_YOUR OBJECTIVE_
The entries should be written out again exactly as they read.

(Beginning of GIVEN INFORMATION)

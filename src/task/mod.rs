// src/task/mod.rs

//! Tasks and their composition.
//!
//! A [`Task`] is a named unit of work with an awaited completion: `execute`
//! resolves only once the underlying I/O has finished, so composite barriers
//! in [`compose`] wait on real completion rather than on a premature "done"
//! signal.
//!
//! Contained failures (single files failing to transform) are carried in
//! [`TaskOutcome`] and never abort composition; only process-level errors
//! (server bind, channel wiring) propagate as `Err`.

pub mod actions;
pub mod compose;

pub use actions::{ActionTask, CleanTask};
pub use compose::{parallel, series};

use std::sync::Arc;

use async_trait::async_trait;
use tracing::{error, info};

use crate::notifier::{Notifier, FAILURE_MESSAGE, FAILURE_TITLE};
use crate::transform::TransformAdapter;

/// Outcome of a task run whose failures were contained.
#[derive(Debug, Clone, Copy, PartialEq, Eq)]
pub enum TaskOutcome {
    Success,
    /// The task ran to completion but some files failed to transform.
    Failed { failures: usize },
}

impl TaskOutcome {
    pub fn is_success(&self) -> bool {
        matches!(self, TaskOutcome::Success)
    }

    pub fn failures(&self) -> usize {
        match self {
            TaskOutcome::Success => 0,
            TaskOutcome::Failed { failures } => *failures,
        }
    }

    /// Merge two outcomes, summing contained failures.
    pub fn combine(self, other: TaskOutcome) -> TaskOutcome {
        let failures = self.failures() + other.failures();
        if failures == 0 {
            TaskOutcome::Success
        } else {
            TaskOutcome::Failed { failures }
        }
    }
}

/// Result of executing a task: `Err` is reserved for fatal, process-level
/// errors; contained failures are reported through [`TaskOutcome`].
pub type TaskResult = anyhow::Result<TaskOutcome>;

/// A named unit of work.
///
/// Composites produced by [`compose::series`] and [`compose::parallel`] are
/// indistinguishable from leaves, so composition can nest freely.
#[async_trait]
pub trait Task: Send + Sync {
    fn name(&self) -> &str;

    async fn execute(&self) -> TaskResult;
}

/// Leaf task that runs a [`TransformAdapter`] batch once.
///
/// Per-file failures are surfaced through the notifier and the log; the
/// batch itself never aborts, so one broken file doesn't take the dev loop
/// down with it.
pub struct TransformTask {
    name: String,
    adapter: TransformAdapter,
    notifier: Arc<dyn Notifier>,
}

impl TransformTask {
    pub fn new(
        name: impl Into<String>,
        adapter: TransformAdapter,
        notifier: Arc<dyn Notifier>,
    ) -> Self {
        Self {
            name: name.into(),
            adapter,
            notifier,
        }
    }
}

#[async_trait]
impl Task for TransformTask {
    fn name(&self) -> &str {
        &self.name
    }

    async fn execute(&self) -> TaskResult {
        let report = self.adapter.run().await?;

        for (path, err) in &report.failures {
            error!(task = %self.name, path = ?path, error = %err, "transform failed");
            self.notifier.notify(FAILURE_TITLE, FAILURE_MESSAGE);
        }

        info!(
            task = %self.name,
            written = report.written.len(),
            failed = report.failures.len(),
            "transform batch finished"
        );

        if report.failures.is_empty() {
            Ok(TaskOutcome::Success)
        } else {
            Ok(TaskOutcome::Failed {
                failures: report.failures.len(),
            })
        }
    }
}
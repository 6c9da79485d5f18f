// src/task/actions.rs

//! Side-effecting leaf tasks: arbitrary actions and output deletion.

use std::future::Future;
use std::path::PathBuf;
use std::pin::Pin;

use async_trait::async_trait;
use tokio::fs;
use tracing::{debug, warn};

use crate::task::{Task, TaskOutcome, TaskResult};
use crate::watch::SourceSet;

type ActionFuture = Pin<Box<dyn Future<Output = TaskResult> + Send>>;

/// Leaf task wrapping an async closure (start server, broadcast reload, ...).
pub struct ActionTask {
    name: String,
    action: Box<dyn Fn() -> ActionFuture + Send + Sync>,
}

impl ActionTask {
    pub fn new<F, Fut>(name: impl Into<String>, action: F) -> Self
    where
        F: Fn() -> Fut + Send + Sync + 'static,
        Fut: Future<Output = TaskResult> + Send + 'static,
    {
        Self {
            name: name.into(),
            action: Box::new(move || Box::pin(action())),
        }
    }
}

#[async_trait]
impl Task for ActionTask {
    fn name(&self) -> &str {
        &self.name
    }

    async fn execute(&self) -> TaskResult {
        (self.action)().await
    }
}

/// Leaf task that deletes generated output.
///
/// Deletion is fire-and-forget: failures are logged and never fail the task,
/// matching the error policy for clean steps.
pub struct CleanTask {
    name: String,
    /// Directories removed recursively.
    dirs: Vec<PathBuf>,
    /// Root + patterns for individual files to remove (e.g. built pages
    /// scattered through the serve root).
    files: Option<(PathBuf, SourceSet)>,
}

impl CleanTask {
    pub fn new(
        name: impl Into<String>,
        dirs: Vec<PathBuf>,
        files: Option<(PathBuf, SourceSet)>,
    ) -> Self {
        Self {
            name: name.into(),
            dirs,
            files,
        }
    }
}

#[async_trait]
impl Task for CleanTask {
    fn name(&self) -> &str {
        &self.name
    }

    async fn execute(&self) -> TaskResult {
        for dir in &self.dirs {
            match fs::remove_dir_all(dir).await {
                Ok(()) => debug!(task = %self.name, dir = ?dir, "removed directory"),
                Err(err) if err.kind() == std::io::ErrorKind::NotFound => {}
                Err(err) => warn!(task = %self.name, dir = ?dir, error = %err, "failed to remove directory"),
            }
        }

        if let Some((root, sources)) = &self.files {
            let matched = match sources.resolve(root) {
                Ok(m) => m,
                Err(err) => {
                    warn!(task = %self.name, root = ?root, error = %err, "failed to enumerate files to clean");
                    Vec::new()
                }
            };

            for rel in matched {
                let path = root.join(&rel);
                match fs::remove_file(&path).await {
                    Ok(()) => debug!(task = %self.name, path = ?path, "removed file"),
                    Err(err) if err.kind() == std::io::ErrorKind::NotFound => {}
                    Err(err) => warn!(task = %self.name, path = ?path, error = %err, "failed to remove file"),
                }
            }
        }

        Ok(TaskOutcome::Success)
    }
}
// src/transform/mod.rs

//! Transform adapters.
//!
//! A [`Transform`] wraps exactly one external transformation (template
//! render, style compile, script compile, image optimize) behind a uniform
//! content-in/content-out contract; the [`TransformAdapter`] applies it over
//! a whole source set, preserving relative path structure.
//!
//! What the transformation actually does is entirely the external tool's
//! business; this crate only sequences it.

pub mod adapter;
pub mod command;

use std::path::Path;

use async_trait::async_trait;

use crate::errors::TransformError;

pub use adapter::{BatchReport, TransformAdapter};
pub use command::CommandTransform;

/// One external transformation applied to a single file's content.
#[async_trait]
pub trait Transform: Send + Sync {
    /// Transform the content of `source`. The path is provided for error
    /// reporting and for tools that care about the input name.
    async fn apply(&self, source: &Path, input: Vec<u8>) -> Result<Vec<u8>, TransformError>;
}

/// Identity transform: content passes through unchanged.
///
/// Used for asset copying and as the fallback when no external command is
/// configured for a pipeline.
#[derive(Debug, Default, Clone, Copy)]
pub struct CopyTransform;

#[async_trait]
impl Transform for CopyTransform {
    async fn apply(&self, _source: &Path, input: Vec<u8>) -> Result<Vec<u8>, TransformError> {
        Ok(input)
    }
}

(End of GIVEN INFORMATION)

_OUTPUT FOR THIS TASK_
filename src/task/mod.rs
// src/task/mod.rs

//! Tasks and their composition.
//!
//! A [`Task`] is a named unit of work with an awaited completion: `execute`
//! resolves only once the underlying I/O has finished, so composite barriers
//! in [`compose`] wait on real completion rather than on a premature "done"
//! signal.
//!
//! Contained failures (single files failing to transform) are carried in
//! [`TaskOutcome`] and never abort composition; only process-level errors
//! (server bind, channel wiring) propagate as `Err`.

pub mod actions;
pub mod compose;

pub use actions::{ActionTask, CleanTask};
pub use compose::{parallel, series};

use std::sync::Arc;

use async_trait::async_trait;
use tracing::{error, info};

use crate::notifier::{Notifier, FAILURE_MESSAGE, FAILURE_TITLE};
use crate::transform::TransformAdapter;

/// Outcome of a task run whose failures were contained.
#[derive(Debug, Clone, Copy, PartialEq, Eq)]
pub enum TaskOutcome {
    Success,
    /// The task ran to completion but some files failed to transform.
    Failed { failures: usize },
}

impl TaskOutcome {
    pub fn is_success(&self) -> bool {
        matches!(self, TaskOutcome::Success)
    }

    pub fn failures(&self) -> usize {
        match self {
            TaskOutcome::Success => 0,
            TaskOutcome::Failed { failures } => *failures,
        }
    }

    /// Merge two outcomes, summing contained failures.
    pub fn combine(self, other: TaskOutcome) -> TaskOutcome {
        let failures = self.failures() + other.failures();
        if failures == 0 {
            TaskOutcome::Success
        } else {
            TaskOutcome::Failed { failures }
        }
    }
}

/// Result of executing a task: `Err` is reserved for fatal, process-level
/// errors; contained failures are reported through [`TaskOutcome`].
pub type TaskResult = anyhow::Result<TaskOutcome>;

/// A named unit of work.
///
/// Composites produced by [`compose::series`] and [`compose::parallel`] are
/// indistinguishable from leaves, so composition can nest freely.
#[async_trait]
pub trait Task: Send + Sync {
    fn name(&self) -> &str;

    async fn execute(&self) -> TaskResult;
}

/// Leaf task that runs a [`TransformAdapter`] batch once.
///
/// Per-file failures are surfaced through the notifier and the log; the
/// batch itself never aborts, so one broken file doesn't take the dev loop
/// down with it.
pub struct TransformTask {
    name: String,
    adapter: TransformAdapter,
    notifier: Arc<dyn Notifier>,
}

impl TransformTask {
    pub fn new(
        name: impl Into<String>,
        adapter: TransformAdapter,
        notifier: Arc<dyn Notifier>,
    ) -> Self {
        Self {
            name: name.into(),
            adapter,
            notifier,
        }
    }
}

#[async_trait]
impl Task for TransformTask {
    fn name(&self) -> &str {
        &self.name
    }

    async fn execute(&self) -> TaskResult {
        let report = self.adapter.run().await?;

        for (path, err) in &report.failures {
            error!(task = %self.name, path = ?path, error = %err, "transform failed");
            self.notifier.notify(FAILURE_TITLE, FAILURE_MESSAGE);
        }

        info!(
            task = %self.name,
            written = report.written.len(),
            failed = report.failures.len(),
            "transform batch finished"
        );

        if report.failures.is_empty() {
            Ok(TaskOutcome::Success)
        } else {
            Ok(TaskOutcome::Failed {
                failures: report.failures.len(),
            })
        }
    }
}
repository 6c9da79485d5f18f
// src/task/actions.rs

//! Side-effecting leaf tasks: arbitrary actions and output deletion.

use std::future::Future;
use std::path::PathBuf;
use std::pin::Pin;

use async_trait::async_trait;
use tokio::fs;
use tracing::{debug, warn};

use crate::task::{Task, TaskOutcome, TaskResult};
use crate::watch::SourceSet;

type ActionFuture = Pin<Box<dyn Future<Output = TaskResult> + Send>>;

/// Leaf task wrapping an async closure (start server, broadcast reload, ...).
pub struct ActionTask {
    name: String,
    action: Box<dyn Fn() -> ActionFuture + Send + Sync>,
}

impl ActionTask {
    pub fn new<F, Fut>(name: impl Into<String>, action: F) -> Self
    where
        F: Fn() -> Fut + Send + Sync + 'static,
        Fut: Future<Output = TaskResult> + Send + 'static,
    {
        Self {
            name: name.into(),
            action: Box::new(move || Box::pin(action())),
        }
    }
}

#[async_trait]
impl Task for ActionTask {
    fn name(&self) -> &str {
        &self.name
    }

    async fn execute(&self) -> TaskResult {
        (self.action)().await
    }
}

/// Leaf task that deletes generated output.
///
/// Deletion is fire-and-forget: failures are logged and never fail the task,
/// matching the error policy for clean steps.
pub struct CleanTask {
    name: String,
    /// Directories removed recursively.
    dirs: Vec<PathBuf>,
    /// Root + patterns for individual files to remove (e.g. built pages
    /// scattered through the serve root).
    files: Option<(PathBuf, SourceSet)>,
}

impl CleanTask {
    pub fn new(
        name: impl Into<String>,
        dirs: Vec<PathBuf>,
        files: Option<(PathBuf, SourceSet)>,
    ) -> Self {
        Self {
            name: name.into(),
            dirs,
            files,
        }
    }
}

#[async_trait]
impl Task for CleanTask {
    fn name(&self) -> &str {
        &self.name
    }

    async fn execute(&self) -> TaskResult {
        for dir in &self.dirs {
            match fs::remove_dir_all(dir).await {
                Ok(()) => debug!(task = %self.name, dir = ?dir, "removed directory"),
                Err(err) if err.kind() == std::io::ErrorKind::NotFound => {}
                Err(err) => warn!(task = %self.name, dir = ?dir, error = %err, "failed to remove directory"),
            }
        }

        if let Some((root, sources)) = &self.files {
            let matched = match sources.resolve(root) {
                Ok(m) => m,
                Err(err) => {
                    warn!(task = %self.name, root = ?root, error = %err, "failed to enumerate files to clean");
                    Vec::new()
                }
            };

            for rel in matched {
                let path = root.join(&rel);
                match fs::remove_file(&path).await {
                    Ok(()) => debug!(task = %self.name, path = ?path, "removed file"),
                    Err(err) if err.kind() == std::io::ErrorKind::NotFound => {}
                    Err(err) => warn!(task = %self.name, path = ?path, error = %err, "failed to remove file"),
                }
            }
        }

        Ok(TaskOutcome::Success)
    }
}
// src/transform/mod.rs

//! Transform adapters.
//!
//! A [`Transform`] wraps exactly one external transformation (template
//! render, style compile, script compile, image optimize) behind a uniform
//! content-in/content-out contract; the [`TransformAdapter`] applies it over
//! a whole source set, preserving relative path structure.
//!
//! What the transformation actually does is entirely the external tool's
//! business; this crate only sequences it.

pub mod adapter;
pub mod command;

use std::path::Path;

use async_trait::async_trait;

use crate::errors::TransformError;

pub use adapter::{BatchReport, TransformAdapter};
pub use command::CommandTransform;

/// One external transformation applied to a single file's content.
#[async_trait]
pub trait Transform: Send + Sync {
    /// Transform the content of `source`. The path is provided for error
    /// reporting and for tools that care about the input name.
    async fn apply(&self, source: &Path, input: Vec<u8>) -> Result<Vec<u8>, TransformError>;
}

/// Identity transform: content passes through unchanged.
///
/// Used for asset copying and as the fallback when no external command is
/// configured for a pipeline.
#[derive(Debug, Default, Clone, Copy)]
pub struct CopyTransform;

#[async_trait]
impl Transform for CopyTransform {
    async fn apply(&self, _source: &Path, input: Vec<u8>) -> Result<Vec<u8>, TransformError> {
        Ok(input)
    }
}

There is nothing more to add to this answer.